- Roberdel Location within North Carolina Roberdel Location within the United States
- Coordinates: 34°58′38″N 79°44′45″W﻿ / ﻿34.97722°N 79.74583°W
- Country: United States
- State: North Carolina
- County: Richmond

Area
- • Total: 0.68 sq mi (1.76 km^{2})
- • Land: 0.66 sq mi (1.71 km^{2})
- • Water: 0.019 sq mi (0.05 km^{2})
- Elevation: 299 ft (91 m)

Population (2020)
- • Total: 246
- • Density: 372.7/sq mi (143.89/km^{2})
- Time zone: UTC-5 (Eastern (EST))
- • Summer (DST): UTC-4 (EDT)
- ZIP Code: 28379 (Rockingham)
- Area codes: 910, 472
- FIPS code: 37-57039
- GNIS feature ID: 2805283

= Roberdel, North Carolina =

Roberdel, also known as Roberdell, is an unincorporated community and census-designated place (CDP) in Richmond County, North Carolina, United States. It was first listed as a CDP in the 2020 census with a population of 246.

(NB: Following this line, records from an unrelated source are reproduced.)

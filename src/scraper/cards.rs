// src/scraper/cards.rs

use ::scraper::{ElementRef, Html, Selector};
use std::time::Duration;
use tracing::{debug, info};
use url::Url;

use crate::config::SourceConfig;
use crate::domain::listing::{make_scoped_id, or_sentinel, Listing, UNKNOWN_PRICE};
use crate::scraper::adapter::{ListingAdapter, ListingStream};
use crate::scraper::fetch::PageFetcher;
use crate::scraper::paginate::Paginator;
use crate::scraper::ScraperError;

/// Where things live on a site that renders one card per listing.
///
/// Selector lists are tried in order; the first match wins.
pub struct CardLayout {
    pub name: &'static str,
    pub id_prefix: &'static str,
    pub card: &'static str,
    /// `None` when the card itself is the `<a>`.
    pub link: Option<&'static str>,
    pub title: &'static [&'static str],
    pub price: &'static [&'static str],
    /// Last-resort price: first `div` in the card whose text contains this.
    pub price_marker: Option<&'static str>,
    pub location: &'static [&'static str],
    pub native_id: fn(&Url) -> Option<String>,
    /// `None` for sites where only the first page is read.
    pub page_url: Option<fn(&Url, u32) -> Option<Url>>,
}

pub static RIVIERA: CardLayout = CardLayout {
    name: "riviera",
    id_prefix: "riv",
    card: "article.c49-property-card",
    link: Some("a.c49btn-details"),
    title: &["h2", ".c49-property-card_title"],
    price: &[".c49-property-card_rent-price"],
    price_marker: Some("R$"),
    location: &[".c49-property-card_address", ".c49-property-card_header div"],
    native_id: riviera_segment,
    page_url: Some(replace_last_segment),
};

pub static IZ: CardLayout = CardLayout {
    name: "iz",
    id_prefix: "iz",
    card: "a.card-with-buttons",
    link: None,
    title: &["h2", ".card-with-buttons__title"],
    price: &[".card-with-buttons__value"],
    price_marker: None,
    location: &[],
    native_id: last_segment,
    page_url: None,
};

pub static TROPICAL: CardLayout = CardLayout {
    name: "tropical",
    id_prefix: "trop",
    card: "a.link_resultado",
    link: None,
    title: &["h3"],
    price: &["h5"],
    price_marker: None,
    location: &[".final_card"],
    native_id: last_segment,
    page_url: Some(replace_pagina_segment),
};

pub static ADIMOV: CardLayout = CardLayout {
    name: "adimov",
    id_prefix: "adi",
    card: "article",
    link: Some("a.c49btn-details"),
    title: &[".c49-property-card_header h2", "h2"],
    price: &[".c49-property-card_price"],
    price_marker: None,
    location: &[],
    native_id: last_segment,
    page_url: None,
};

/// Adapter for any [`CardLayout`] site.
pub struct CardAdapter<P: PageFetcher> {
    fetcher: P,
    layout: &'static CardLayout,
    page_delay: Duration,
}

impl<P: PageFetcher> CardAdapter<P> {
    pub fn new(fetcher: P, layout: &'static CardLayout, page_delay: Duration) -> Self {
        Self {
            fetcher,
            layout,
            page_delay,
        }
    }
}

impl<P: PageFetcher> ListingAdapter for CardAdapter<P> {
    fn name(&self) -> &'static str {
        self.layout.name
    }

    fn fetch<'a>(&'a self, source: &'a SourceConfig) -> Result<ListingStream<'a>, ScraperError> {
        let base = Url::parse(&source.start_url)
            .map_err(|e| ScraperError::Config(format!("bad start_url {}: {e}", source.start_url)))?;
        let settle = Duration::from_millis(source.settle_ms);
        let layout = self.layout;

        Ok(Box::new(Paginator::new(
            source.max_pages,
            self.page_delay,
            move |page| {
                let url = if page == 1 {
                    base.clone()
                } else {
                    match layout.page_url.and_then(|next| next(&base, page)) {
                        Some(url) => url,
                        None => return Ok(Vec::new()),
                    }
                };
                info!(site = layout.name, ad_type = %source.ad_type, page, %url, "📄 Fetching page");
                let html = self.fetcher.fetch_html(url.as_str(), settle)?;
                parse_cards(&html, &url, layout, source)
            },
        )))
    }
}

pub fn parse_cards(
    html: &str,
    page_url: &Url,
    layout: &CardLayout,
    source: &SourceConfig,
) -> Result<Vec<Listing>, ScraperError> {
    let document = Html::parse_document(html);
    let card_sel = selector(layout.card)?;
    let link_sel = layout.link.map(selector).transpose()?;
    let title_sels = selectors(layout.title)?;
    let price_sels = selectors(layout.price)?;
    let location_sels = selectors(layout.location)?;
    let div_sel = selector("div")?;

    let cards: Vec<ElementRef<'_>> = document.select(&card_sel).collect();
    debug!(site = layout.name, cards = cards.len(), "Cards found");

    let mut out = Vec::new();
    for card in cards {
        let link = match &link_sel {
            Some(sel) => card.select(sel).next(),
            None => Some(card),
        };
        let Some(href) = link.and_then(|a| a.value().attr("href")) else {
            continue;
        };
        let Some(title) = first_text(card, &title_sels) else {
            continue;
        };
        let Ok(url) = page_url.join(href.trim()) else {
            debug!(site = layout.name, href, "Skipping card with unusable href");
            continue;
        };
        let Some(native_id) = (layout.native_id)(&url) else {
            debug!(site = layout.name, %url, "Skipping card without id in url");
            continue;
        };

        let price = first_text(card, &price_sels).or_else(|| {
            layout.price_marker.and_then(|marker| {
                card.select(&div_sel)
                    .map(element_text)
                    .find(|text| text.contains(marker))
            })
        });

        let mut listing = Listing::for_source(source, make_scoped_id(layout.id_prefix, &native_id));
        listing.title = title;
        listing.price = or_sentinel(price.as_deref(), UNKNOWN_PRICE);
        listing.url = url.to_string();
        if let Some(location) = first_text(card, &location_sels) {
            listing.location = location;
        }
        out.push(listing);
    }
    Ok(out)
}

fn selector(css: &'static str) -> Result<Selector, ScraperError> {
    Selector::parse(css).map_err(|e| ScraperError::HtmlParse(format!("{css}: {e}")))
}

fn selectors(list: &'static [&'static str]) -> Result<Vec<Selector>, ScraperError> {
    list.iter().map(|css| selector(*css)).collect()
}

fn first_text(card: ElementRef<'_>, sels: &[Selector]) -> Option<String> {
    sels.iter()
        .filter_map(|sel| card.select(sel).next())
        .map(element_text)
        .find(|text| !text.is_empty())
}

/// Whitespace-normalized text content.
fn element_text(el: ElementRef<'_>) -> String {
    el.text()
        .collect::<Vec<_>>()
        .join(" ")
        .split_whitespace()
        .collect::<Vec<_>>()
        .join(" ")
}

fn segments(url: &Url) -> Vec<&str> {
    url.path_segments()
        .map(|s| s.filter(|seg| !seg.is_empty()).collect())
        .unwrap_or_default()
}

fn last_segment(url: &Url) -> Option<String> {
    segments(url).last().map(|s| s.to_string())
}

/// Riviera detail links sometimes end in a page number `1`.
fn riviera_segment(url: &Url) -> Option<String> {
    let segs = segments(url);
    match segs.as_slice() {
        [.., prev, "1"] => Some(prev.to_string()),
        [.., last] => Some(last.to_string()),
        [] => None,
    }
}

/// `/imoveis/364/1` -> `/imoveis/364/{page}`
fn replace_last_segment(base: &Url, page: u32) -> Option<Url> {
    let mut segs: Vec<String> = segments(base).into_iter().map(str::to_string).collect();
    let last = segs.last_mut()?;
    last.parse::<u32>().ok()?;
    *last = page.to_string();
    let mut url = base.clone();
    url.set_path(&format!("/{}", segs.join("/")));
    Some(url)
}

/// `/comprar/sp/sao-sebastiao/pagina-1/` -> `.../pagina-{page}/`
fn replace_pagina_segment(base: &Url, page: u32) -> Option<Url> {
    let path = base.path();
    let start = path.find("pagina-")?;
    let digits_start = start + "pagina-".len();
    let digits_len = path[digits_start..]
        .chars()
        .take_while(|c| c.is_ascii_digit())
        .count();
    if digits_len == 0 {
        return None;
    }
    let new_path = format!(
        "{}{}{}",
        &path[..digits_start],
        page,
        &path[digits_start + digits_len..]
    );
    let mut url = base.clone();
    url.set_path(&new_path);
    Some(url)
}
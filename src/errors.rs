// errors.rs

use thiserror::Error;

/// Errors from the SQLite layer.
///
/// Every store operation is a single statement, so a `StoreError` never
/// leaves a half-written listing behind.
#[derive(Debug, Error)]
pub enum StoreError {
    #[error("Open DB failed: {0}")]
    Open(String),
    #[error("Migration failed: {0}")]
    Migration(String),
    #[error("Database Error: {0}")]
    Query(#[from] rusqlite::Error),
    #[error("Connection slot unavailable on this thread")]
    ThreadLocal,
}

#[derive(Debug, Error)]
pub enum ConfigError {
    #[error("Failed to read config {path}: {source}")]
    Read {
        path: String,
        #[source]
        source: std::io::Error,
    },
    #[error("Failed to parse config: {0}")]
    Parse(#[from] toml::de::Error),
    #[error("Invalid config: {0}")]
    Invalid(String),
    #[error("Missing secret: {0}")]
    MissingSecret(String),
}

/// Startup faults. Any of these ends the process with exit code 1.
#[derive(Debug, Error)]
pub enum AppError {
    #[error(transparent)]
    Config(#[from] ConfigError),
    #[error(transparent)]
    Store(#[from] StoreError),
    #[error("Telegram error: {0}")]
    Sink(#[from] crate::notifications::SinkError),
}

The community is in central Richmond County, 3 mi north of Rockingham, the county seat. It sits on the north side of Hitchcock Creek, a southwest-flowing tributary of the Pee Dee River. The Roberdel Mill No. 1 Company Store was listed on the National Register of Historic Places in 1983.

==Demographics==

Historical population
| Census | Pop. | Note | %± |
| 2020 | 246 |  | — |
U.S. Decennial Census 2020

===2020 census===

Roberdel CDP, North Carolina – Demographic Profile (NH = Non-Hispanic)
| Race / Ethnicity | Pop 2020 | % 2020 |
|---|---|---|
| White alone (NH) | 246 | 82.93% |
| Black or African American alone (NH) | 3 | 1.22% |
| Native American or Alaska Native alone (NH) | 4 | 1.63% |
| Asian alone (NH) | 0 | 0.00% |
| Pacific Islander alone (NH) | 0 | 0.00% |
| Some Other Race alone (NH) | 0 | 0.00% |
| Mixed Race/Multi-Racial (NH) | 13 | 5.28% |
| Hispanic or Latino (any race) | 22 | 8.94% |
| Total | 246 | 100.00% |

Note: the US Census treats Hispanic/Latino as an ethnic category. This table excludes Latinos from the racial categories and assigns them to a separate category. Hispanics/Latinos can be of any race.